- **Work to be completed**
Scan the records below for the line containing "use std::path::PathBuf;" and the line containing "if let Some(tolerance)". Copy both, plus every line between, exactly.
(Working data Opens)
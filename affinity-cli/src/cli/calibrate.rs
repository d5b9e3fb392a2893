//! Calibrate command - distances in, affinities out

use affinity_fast::{calibrate, symmetrize, symmetrize_nn, CalibrationParams, ProgressSink};
use anyhow::{Context, Result};
use console::style;
use std::path::PathBuf;
use tracing::{info, warn};

use crate::config::ProjectConfig;
use crate::io::{read_input, write_report, Affinities, CalibrationReport, DistanceInput};
use crate::progress::BarProgress;

/// Flags of the calibrate subcommand; `None` means "use the config".
#[derive(Debug, Clone)]
pub struct CalibrateArgs {
    pub input: PathBuf,
    pub perplexity: Option<f64>,
    pub max_steps: Option<usize>,
    pub tolerance: Option<f64>,
    pub joint: bool,
    pub output: Option<PathBuf>,
    pub workers: Option<usize>,
    pub quiet: bool,
}

/// Settings after merging flags over the config file
#[derive(Debug, Clone, PartialEq)]
pub(super) struct Resolved {
    pub perplexity: f64,
    pub params: CalibrationParams,
    pub joint: bool,
    pub workers: Option<usize>,
}

pub(super) fn resolve(args: &CalibrateArgs, config: &ProjectConfig) -> Resolved {
    let mut params = config.params();
    if let Some(max_steps) = args.max_steps {
        params.max_steps = max_steps;
    }
    if let Some(tolerance) = args.tolerance {
        params.tolerance = tolerance;
    }
    Resolved {
        perplexity: args.perplexity.unwrap_or_else(|| config.perplexity()),
        params,
        joint: args.joint || config.defaults.joint.unwrap_or(false),
        workers: args.workers.or(config.defaults.workers),
    }
}

/// Run `f` on a dedicated pool when a worker count is given, otherwise on
/// rayon's global pool.
fn with_workers<R: Send>(workers: Option<usize>, f: impl FnOnce() -> R + Send) -> Result<R> {
    match workers {
        Some(n) => {
            let pool = rayon::ThreadPoolBuilder::new()
                .num_threads(n)
                .build()
                .context("Failed to build worker pool")?;
            Ok(pool.install(f))
        }
        None => Ok(f()),
    }
}

pub(super) fn compute(
    input: &DistanceInput,
    settings: &Resolved,
    progress: &dyn ProgressSink,
) -> Result<CalibrationReport> {
    let conditional = calibrate(
        input.distances.view(),
        settings.perplexity,
        &settings.params,
        Some(progress),
    )?;

    if conditional.unconverged_rows > 0 {
        warn!(
            "{} of {} rows did not reach tolerance {} within {} steps",
            conditional.unconverged_rows,
            conditional.n_samples(),
            settings.params.tolerance,
            settings.params.max_steps
        );
    }

    let (kind, probabilities) = match (settings.joint, &input.indices) {
        (false, _) => ("conditional", Affinities::dense(&conditional.probabilities)),
        (true, None) => (
            "joint",
            Affinities::dense(&symmetrize(conditional.probabilities.view())?),
        ),
        (true, Some(indices)) => (
            "joint",
            Affinities::Sparse(symmetrize_nn(
                conditional.probabilities.view(),
                indices.view(),
            )?),
        ),
    };

    Ok(CalibrationReport {
        perplexity: settings.perplexity,
        kind,
        n_samples: conditional.n_samples(),
        mean_sigma: conditional.mean_bandwidth,
        unconverged_rows: conditional.unconverged_rows,
        probabilities,
    })
}

pub fn run(args: CalibrateArgs, config: &ProjectConfig) -> Result<()> {
    let settings = resolve(&args, config);
    let input = read_input(&args.input)?;
    let (n, k) = input.distances.dim();
    info!(
        "Calibrating {} samples x {} neighbors to perplexity {}",
        n, k, settings.perplexity
    );
    if settings.joint && input.indices.is_none() && k < n {
        anyhow::bail!("--joint with {}x{} neighbor distances requires \"indices\" in the input", n, k);
    }

    let progress = if args.quiet {
        BarProgress::hidden(n)
    } else {
        BarProgress::new(n)
    };
    let report = with_workers(settings.workers, || compute(&input, &settings, &progress))??;

    write_report(&report, args.output.as_deref())?;
    if let Some(path) = &args.output {
        if !args.quiet {
            eprintln!(
                "{} Wrote {} affinities to {}",
                style("✓").green(),
                report.kind,
                style(path.display()).cyan()
            );
        }
    }
    Ok(())
}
(Working data Closes)
- **Answer space**
use std::path::PathBuf;
use tracing::{info, warn};

use crate::config::ProjectConfig;
use crate::io::{read_input, write_report, Affinities, CalibrationReport, DistanceInput};
use crate::progress::BarProgress;

/// Flags of the calibrate subcommand; `None` means "use the config".
#[derive(Debug, Clone)]
pub struct CalibrateArgs {
    pub input: PathBuf,
    pub perplexity: Option<f64>,
    pub max_steps: Option<usize>,
    pub tolerance: Option<f64>,
    pub joint: bool,
    pub output: Option<PathBuf>,
    pub workers: Option<usize>,
    pub quiet: bool,
}

/// Settings after merging flags over the config file
#[derive(Debug, Clone, PartialEq)]
pub(super) struct Resolved {
    pub perplexity: f64,
    pub params: CalibrationParams,
    pub joint: bool,
    pub workers: Option<usize>,
}

pub(super) fn resolve(args: &CalibrateArgs, config: &ProjectConfig) -> Resolved {
    let mut params = config.params();
    if let Some(max_steps) = args.max_steps {
        params.max_steps = max_steps;
    }
    if let Some(tolerance) = args.tolerance {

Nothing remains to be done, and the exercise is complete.